Так вот, мы говорили про него и про его взгляды на жизнь, – как он считал, что вся нравственность жизни сводится к тому, чтобы как можно меньше брать от людей и как можно больше давать себя, свою душу, и как для того, чтобы меньше брать, надо держаться первой платоновской добродетели – воздержания: спать на досках, носить один плащ, зимой и летом, есть хлеб с водой и – величайшая роскошь – молоко. (Он жил так, и Марья Александровна считала, что он этим погубил свое здоровье.) А чтобы быть в состоянии давать другим, надо развить в себе духовные силы, из которых главная – любовь, деятельная любовь, служение жизни, улучшение ее. Он так и хотел вести детей, но требования родителей, подчинявшихся обычаям, были другие, и из этого выходило нечто среднее, но и то было хорошо. К счастью, это продолжалось недолго – он прожил у них всего четыре года.
Вспоминала Марья Александровна многие мнения и слова его:
– Да, представьте себе, – говорила она, – я часто читаю теперь духовные поучения, слушаю наставления отца Никодима, и – поверите ли? – она блеснула на меня своими улыбающимися глазами, и я вспомнил ее обычную смелость суждений, – и поверите ли – как все эти духовные поучения много, много ниже того, что я слышала от Петра Никифоровича. То же, но ниже. А главно – он говорил и делал. Да как делал – горел! И сгорел. Помните, когда у Митечки с Верой была скарлатина – вы еще приезжали тогда – он ночи просиживал у больных, а днем не откладывал своих занятий с старшими. Это было для него святое дело. А потом, когда заболел мальчик у Варвары, он то же самое делал и ужасно рассердился, когда не хотели перевести ее мальчика в дом. Мне Варвара недавно напомнила, как ему разбил Ваня – мальчик-слуга – бюст, не помню, какого-то мудреца, и он разбранил его, и как не знал потом, как загладить свою досаду: и прощения просил, и в цирк посылал. Удивительный был человек! Он говорил, что жить, как мы живем, не стоит, и предлагал мужу отдать всю землю крестьянам, а самим жить трудами. Алексей Никифорович только смеялся. А он серьезно это советовал, считал долгом сказать, до чего он додумался. И был прав. Ну, мы жили, как все живут, ну и что ж? Вот мои дети… Я объездила их всех, кроме Пети, прошлого года. Ну, что же? Разве они счастливы? Но, впрочем, нет, нельзя же всё перевернуть, как он хотел. Видно, недаром пал первый человек, и грех вошел в мир.

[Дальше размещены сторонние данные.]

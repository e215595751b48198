//! Local cache store for offline RSVP access.
//!
//! This module provides the `LocalCache` that keeps the device's view of the
//! RSVP collection between runs. Each key is a separate JSON file in the cache
//! directory:
//! - `entries.json` - the full collection
//! - `current_user.json` - this device's own entry
//! - `pending.json` - a local change the server has not confirmed
//! - `device_id` - the per-device identifier (plain text)

pub mod store;

pub use store::{CachedData, LocalCache};
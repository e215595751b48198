//! Error handling module for the RSVP server.
//!
//! Provides centralized error types with mapping to HTTP status codes and response envelopes.

use axum::{
    http::StatusCode,
    response::{IntoResponse, Response},
    Json,
};
use serde::{Deserialize, Serialize};

/// Error codes as constants to avoid stringly-typed errors.
pub mod codes {
    pub const VALIDATION_ERROR: &str = "VALIDATION_ERROR";
    pub const VERSION_MISMATCH: &str = "VERSION_MISMATCH";
    pub const INTERNAL_ERROR: &str = "INTERNAL_ERROR";
    pub const DATABASE_ERROR: &str = "DATABASE_ERROR";
    pub const BAD_REQUEST: &str = "BAD_REQUEST";
}

/// Application error type.
#[derive(Debug)]
pub enum AppError {
    /// Validation error
    Validation(String),
    /// Stale revision on a collection write
    Conflict {
        message: String,
        current_revision: i64,
    },
    /// Database error
    Database(String),
    /// Internal server error
    Internal(String),
    /// Bad request
    BadRequest(String),
}

impl AppError {
    /// Get the HTTP status code for this error.
    pub fn status_code(&self) -> StatusCode {
        match self {
            AppError::Validation(_) => StatusCode::BAD_REQUEST,
            AppError::Conflict { .. } => StatusCode::CONFLICT,
            AppError::Database(_) => StatusCode::INTERNAL_SERVER_ERROR,
            AppError::Internal(_) => StatusCode::INTERNAL_SERVER_ERROR,
            AppError::BadRequest(_) => StatusCode::BAD_REQUEST,
        }
    }

    /// Get the error code for this error.
    pub fn error_code(&self) -> &'static str {
        match self {
            AppError::Validation(_) => codes::VALIDATION_ERROR,
            AppError::Conflict { .. } => codes::VERSION_MISMATCH,
            AppError::Database(_) => codes::DATABASE_ERROR,
            AppError::Internal(_) => codes::INTERNAL_ERROR,
            AppError::BadRequest(_) => codes::BAD_REQUEST,
        }
    }

    /// Get the error message.
    pub fn message(&self) -> String {
        match self {
            AppError::Validation(msg)
            | AppError::Database(msg)
            | AppError::Internal(msg)
            | AppError::BadRequest(msg) => msg.clone(),
            AppError::Conflict { message, .. } => message.clone(),
        }
    }
}

impl std::fmt::Display for AppError {
    fn fmt(&self, f: &mut std::fmt::Formatter<'_>) -> std::fmt::Result {
        write!(f, "{}: {}", self.error_code(), self.message())
    }
}

impl std::error::Error for AppError {}

impl From<sqlx::Error> for AppError {
    fn from(err: sqlx::Error) -> Self {
        tracing::error!("Database error: {:?}", err);
        AppError::Database(format!("Database error: {}", err))
    }
}

impl From<serde_json::Error> for AppError {
    fn from(err: serde_json::Error) -> Self {
        tracing::error!("JSON error: {:?}", err);
        AppError::BadRequest(format!("JSON error: {}", err))
    }
}

/// Error details in the response envelope.
#[derive(Debug, Serialize, Deserialize)]
pub struct ErrorDetails {
    pub code: String,
    pub message: String,
    #[serde(skip_serializing_if = "Option::is_none")]
    pub details: Option<serde_json::Value>,
}

/// Error response envelope.
#[derive(Debug, Serialize, Deserialize)]
#[serde(rename_all = "camelCase")]
pub struct ErrorResponse {
    pub success: bool,
    pub error: ErrorDetails,
    pub revision_id: i64,
}

impl ErrorResponse {
    pub fn new(error: &AppError, revision_id: i64) -> Self {
        let details = match error {
            AppError::Conflict {
                current_revision, ..
            } => Some(serde_json::json!({ "currentRevision": current_revision })),
            _ => None,
        };

        Self {
            success: false,
            error: ErrorDetails {
                code: error.error_code().to_string(),
                message: error.message(),
                details,
            },
            revision_id,
        }
    }
}

/// Wrapper type for errors that carry revision_id context.
pub struct AppErrorWithRevision {
    pub error: AppError,
    pub revision_id: i64,
}

impl IntoResponse for AppErrorWithRevision {
    fn into_response(self) -> Response {
        let status = self.error.status_code();
        let body = ErrorResponse::new(&self.error, self.revision_id);
        (status, Json(body)).into_response()
    }
}

#[cfg(test)]
mod tests {
    use super::*;

    #[test]
    fn test_conflict_maps_to_409() {
        let err = AppError::Conflict {
            message: "stale".to_string(),
            current_revision: 7,
        };
        assert_eq!(err.status_code(), StatusCode::CONFLICT);
        assert_eq!(err.error_code(), codes::VERSION_MISMATCH);

        let body = ErrorResponse::new(&err, 7);
        assert!(!body.success);
        assert_eq!(body.error.details.unwrap()["currentRevision"], 7);
    }

    #[test]
    fn test_validation_maps_to_400() {
        let err = AppError::Validation("Invalid data format".to_string());
        assert_eq!(err.status_code(), StatusCode::BAD_REQUEST);
        assert_eq!(err.to_string(), "VALIDATION_ERROR: Invalid data format");
    }
}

Таков был наш последний разговор. И тут же она сказала мне:
– Многое, многое я передумала в своем одиночестве, не только передумала, но написала. – И она улыбнулась стыдливой улыбкой, придавшей такое милое и жалкое выражение ее старческому лицу. – Записала мои мысли об этом, скорее, мой опыт. Я прежде, давно, девушкой и замужем, вела свой дневник. Потом уже, как началось, лет десять тому назад… – она не сказала, что́ началось, но я понял, что это касалось ее отношений с взрослыми детьми, столкновение, борьба (она осталась после мужа одна, и состояние было в ее руках), – я не писала больше. И вот теперь, перебирая свои вещи, здесь уж, нашла эти тетрадки, перечитала их, и много там глупого, а много и хорошего, право, – опять та же улыбка, – и поучительного. Думала сжечь и нет. Посоветовалась с батюшкой, он велел сжечь. Знаете – он не понимает. Это – глупости, я не сожгла.
Я так узнал ее нелогичную какую-то своего рода последовательность в этих словах. Никодима она во всем слушается, поселилась, чтобы быть руководимой им, а вместе с тем суждение его считает глупостью и делает по-своему.
– Так не сожгла, а еще приписала целых две тетради. Здесь одной делать нечего, написала, что думаю обо всем этом. И вот, когда умру – я еще не собираюсь, мать моя жила до девяноста лет, а отец до восьмидесяти, – чтобы тетради передали вам, вы прочтете и решите, есть ли там что нужное. Если есть что нужное, то пусть и другие знают. А то ведь никто этого не знает: мучаемся, мучаемся, страдаем за них, от беременности и до тех пор, пока они начинают заявлять свои права, и все эти бессонные ночи, и муки, и беспокойства, и отчаяние. И всё бы это хорошо, коли бы была любовь, кабы они были счастливы. А то и этого нет. Как хотите, а тут что-то не так. Вот я всё записала. Вы прочтите после моей смерти. – Так та̀к?
Я обещался, хотя сказал, что никак не ожидаю пережить ее. На том мы расстались, а через месяц я узнал, что она скончалась. С ней сделалось дурно у всенощной, она села на складной стул, который был с ней, прислонилась к стене и так умерла. Что-то с сердцем. Я приехал на похороны. Дети почти все собрались, кроме Елены, которая была за границей, и Митечки – того самого, у которого была скарлатина, который не мог приехать, потому что в это самое время лечился на Кавказе от дурной болезни.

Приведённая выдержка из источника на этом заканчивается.